Los pájaros, las rosas y las sotanas PDF Imprimir E-mail
Laicismo - Estado Laico
Escrito por Carlos Delgado / Iniciativa debate   
Miércoles, 26 de Octubre de 2011 05:31

 La Conferencia Episcopal Española ha hablado. Y aquí, cuando hablan los obispos, el resto de la Iglesia católica, curas, sacristanes, monaguillos y demás gentes de bien (o «personas como Dios manda») callan, escuchan y obran en consecuencia. También las gaviotas, lógicamente. Y, de manera algo más absurda, también callan las rosas. Unas rosas mustias y agotadas a las que estas primeras  y tan tardías lluvias otoñales han pillado exhaustas, después del agitado y largísimo verano.

 

Saben las rosas de Ferraz que la normalización de las relaciones Estado-Iglesia es una de las grandes promesas que quedaron sin atender. De hecho, hasta la llegada de esta mal llamada crisis, era tal vez la mayor cuenta pendiente que tenían con su electorado y con todo el progresismo de este país. Afortunadamente para rosas y capullos, las atrocidades posteriores cometidas contra la clase trabajadora a instancias de los mercados han hecho olvidar aquella traición, que ahora nos parece casi una cuestión menor. Pero no lo es. La Iglesia católica sigue gozando en España de un tratamiento, un poder y unos privilegios –y no solo monetarios– que no le corresponden.

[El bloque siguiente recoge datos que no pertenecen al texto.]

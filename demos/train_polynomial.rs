// demos/train_polynomial.rs
use log::info;
use tricklearn::{
    polynomial_regression, polynomial_regression_regularized, BatchMode, Penalty, TrainConfig,
};

fn main() -> tricklearn::Result<()> {
    env_logger::init();

    // y = x^2 - 2x + 1 sampled on [-2, 3]
    let xs: Vec<f64> = (0..11).map(|i| -2.0 + 0.5 * i as f64).collect();
    let ys: Vec<f64> = xs.iter().map(|x| x * x - 2.0 * x + 1.0).collect();

    let config = TrainConfig::default()
        .with_learning_rate(0.0005)
        .with_epochs(5000)
        .with_mode(BatchMode::Full);

    for degree in 1..=3 {
        let fit = polynomial_regression(&xs, &ys, degree, &config)?;
        info!(
            "degree {}: {:.3}, final rmse = {:.4}",
            degree,
            fit.model,
            fit.loss_history.last().copied().unwrap_or(f64::NAN)
        );
        info!("  p(4) = {:.3} (true value 9)", fit.model.evaluate(4.0));
    }

    // the cubic fit again, with and without weight penalties
    for (penalty, alpha) in [(Penalty::None, 0.0), (Penalty::L1, 0.05), (Penalty::L2, 0.05)] {
        let fit = polynomial_regression_regularized(&xs, &ys, 3, penalty, alpha, &config)?;
        info!(
            "degree 3, penalty {} (alpha {}): {:.3}",
            penalty, alpha, fit.model
        );
    }
    Ok(())
}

Haciendo uso de ese poder y esos privilegios, la CEE se permitió el lujo el viernes pasado de emitir un comunicado en el que, cumpliendo con su «obligación, como pastores de la Iglesia, de orientar el discernimiento moral para la justa toma de decisiones», ofrecen «a los católicos y a cuantos deseen escucharnos algunas consideraciones que ayuden al ejercicio responsable del deber de votar». Dicho en román paladino: están orientando el voto –sin citar siglas, por supuesto– sin siquiera esperar a que comience la campaña electoral.

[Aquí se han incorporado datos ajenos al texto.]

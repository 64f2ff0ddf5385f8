//! Training configuration.
//!
//! Options arrive as strings (`"square"`, `"rmse"`, `"mini"`, ...), either from
//! code or from a JSON file. They are parsed into typed enums as soon as a
//! [`TrainConfig`] is built, so unknown names fail before any training runs.

use std::fs;
use std::path::Path;

use serde::{Deserialize, Serialize};

use crate::dataset::BatchMode;
use crate::error::{Result, TrainError};
use crate::loss::RegressionMetric;
use crate::optimizer::Trick;
use crate::regularizers::{Penalty, WeightPenalty};

/// Epoch count the perceptron trainer is usually run with.
pub const PERCEPTRON_EPOCHS: usize = 200;

/// Configuration as written in a JSON file.
///
/// Every field is optional; missing fields take the same defaults as
/// [`TrainConfig::default`].
#[derive(Debug, Clone, PartialEq, Serialize, Deserialize)]
#[serde(default)]
pub struct RawTrainConfig {
    pub learning_rate: f64,
    pub epochs: usize,
    pub trick: String,
    pub error: String,
    pub mode: String,
    pub batch_size: usize,
    pub verbose: bool,
    pub penalty: String,
    pub alpha: f64,
}

impl Default for RawTrainConfig {
    fn default() -> Self {
        Self {
            learning_rate: 0.01,
            epochs: 1000,
            trick: Trick::default().to_string(),
            error: RegressionMetric::default().to_string(),
            mode: BatchMode::default().to_string(),
            batch_size: 2,
            verbose: false,
            penalty: Penalty::default().to_string(),
            alpha: 1.0,
        }
    }
}

/// Validated training configuration.
///
/// Classifier trainers read `learning_rate`, `epochs`, `mode`, `batch_size`
/// and `verbose`; `trick`, `error`, `penalty` and `alpha` only apply to
/// regression.
#[derive(Debug, Clone, Copy, PartialEq)]
pub struct TrainConfig {
    pub learning_rate: f64,
    pub epochs: usize,
    pub trick: Trick,
    pub error: RegressionMetric,
    pub mode: BatchMode,
    /// Examples per epoch in mini-batch mode.
    pub batch_size: usize,
    pub verbose: bool,
    /// Weight penalty; the bias is never penalized.
    pub penalty: Penalty,
    /// Penalty strength, ignored when `penalty` is `Penalty::None`.
    pub alpha: f64,
}

impl Default for TrainConfig {
    fn default() -> Self {
        Self {
            learning_rate: 0.01,
            epochs: 1000,
            trick: Trick::Square,
            error: RegressionMetric::Rmse,
            mode: BatchMode::Stochastic,
            batch_size: 2,
            verbose: false,
            penalty: Penalty::None,
            alpha: 1.0,
        }
    }
}

impl TryFrom<RawTrainConfig> for TrainConfig {
    type Error = TrainError;

    fn try_from(raw: RawTrainConfig) -> Result<Self> {
        Ok(Self {
            learning_rate: raw.learning_rate,
            epochs: raw.epochs,
            trick: raw.trick.parse()?,
            error: raw.error.parse()?,
            mode: raw.mode.parse()?,
            batch_size: raw.batch_size,
            verbose: raw.verbose,
            penalty: raw.penalty.parse()?,
            alpha: raw.alpha,
        })
    }
}

impl From<TrainConfig> for RawTrainConfig {
    fn from(config: TrainConfig) -> Self {
        Self {
            learning_rate: config.learning_rate,
            epochs: config.epochs,
            trick: config.trick.to_string(),
            error: config.error.to_string(),
            mode: config.mode.to_string(),
            batch_size: config.batch_size,
            verbose: config.verbose,
            penalty: config.penalty.to_string(),
            alpha: config.alpha,
        }
    }
}

impl TrainConfig {
    /// Builds a configuration from option names, the way they are spelled
    /// in config files.
    ///
    /// # Errors
    /// [`TrainError::Configuration`] if any name is unknown.
    pub fn from_names(
        learning_rate: f64,
        epochs: usize,
        trick: &str,
        error: &str,
        mode: &str,
        batch_size: usize,
    ) -> Result<Self> {
        Ok(Self {
            learning_rate,
            epochs,
            trick: trick.parse()?,
            error: error.parse()?,
            mode: mode.parse()?,
            batch_size,
            ..Self::default()
        })
    }

    /// Defaults for the perceptron: [`PERCEPTRON_EPOCHS`] epochs instead of
    /// the regression default.
    pub fn perceptron() -> Self {
        Self {
            epochs: PERCEPTRON_EPOCHS,
            ..Self::default()
        }
    }

    pub fn with_learning_rate(mut self, learning_rate: f64) -> Self {
        self.learning_rate = learning_rate;
        self
    }

    pub fn with_epochs(mut self, epochs: usize) -> Self {
        self.epochs = epochs;
        self
    }

    pub fn with_trick(mut self, trick: Trick) -> Self {
        self.trick = trick;
        self
    }

    pub fn with_error(mut self, error: RegressionMetric) -> Self {
        self.error = error;
        self
    }

    pub fn with_mode(mut self, mode: BatchMode) -> Self {
        self.mode = mode;
        self
    }

    pub fn with_batch_size(mut self, batch_size: usize) -> Self {
        self.batch_size = batch_size;
        self
    }

    pub fn with_verbose(mut self, verbose: bool) -> Self {
        self.verbose = verbose;
        self
    }

    pub fn with_penalty(mut self, penalty: Penalty) -> Self {
        self.penalty = penalty;
        self
    }

    pub fn with_alpha(mut self, alpha: f64) -> Self {
        self.alpha = alpha;
        self
    }

    /// The configured penalty paired with its strength.
    pub fn weight_penalty(&self) -> WeightPenalty {
        self.penalty.with_alpha(self.alpha)
    }

    /// Parses a JSON object such as `{"trick": "absolute", "epochs": 500}`.
    ///
    /// # Errors
    /// - [`TrainError::Json`] for malformed JSON or wrongly typed fields
    /// - [`TrainError::Configuration`] for unknown option names
    pub fn from_json_str(json: &str) -> Result<Self> {
        let raw: RawTrainConfig = serde_json::from_str(json)?;
        Self::try_from(raw)
    }

    /// Reads and parses a JSON configuration file.
    pub fn from_json_file<P: AsRef<Path>>(path: P) -> Result<Self> {
        let text = fs::read_to_string(path.as_ref())?;
        log::debug!("loaded training config from {}", path.as_ref().display());
        Self::from_json_str(&text)
    }

    pub fn to_json_string(&self) -> Result<String> {
        Ok(serde_json::to_string_pretty(&RawTrainConfig::from(*self))?)
    }
}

Obsérvese en primer lugar que, para estos pastores, el ejercicio del voto no es un derecho; es un deber. Ténganlo bien presente quienes abogan por la abstención: cuando los pastores lo dicen, el rebaño acude a votar porque es su obligación.

«Sin entrar en opciones de partido», la jerarquía católica advierte «sobre el peligro que suponen determinadas opciones legislativas» que no comulgan con los preceptos de la Santa Madre Iglesia. Consideran «también peligrosos y nocivos para el bien común los ordenamientos legales que no reconocen el matrimonio en su ser propio y específico». Según la CEE, el matrimonio es una «unión firme de un varón y una mujer ordenada al bien de los esposos y los hijos». Si alguien protestara por esa definición, a los obispos les bastaría con aclarar que lo de «ordenada al bien de los esposos y los hijos» se refiere a la unión y no a la mujer. Mientras tanto, ahí queda esa ambigüedad calculada.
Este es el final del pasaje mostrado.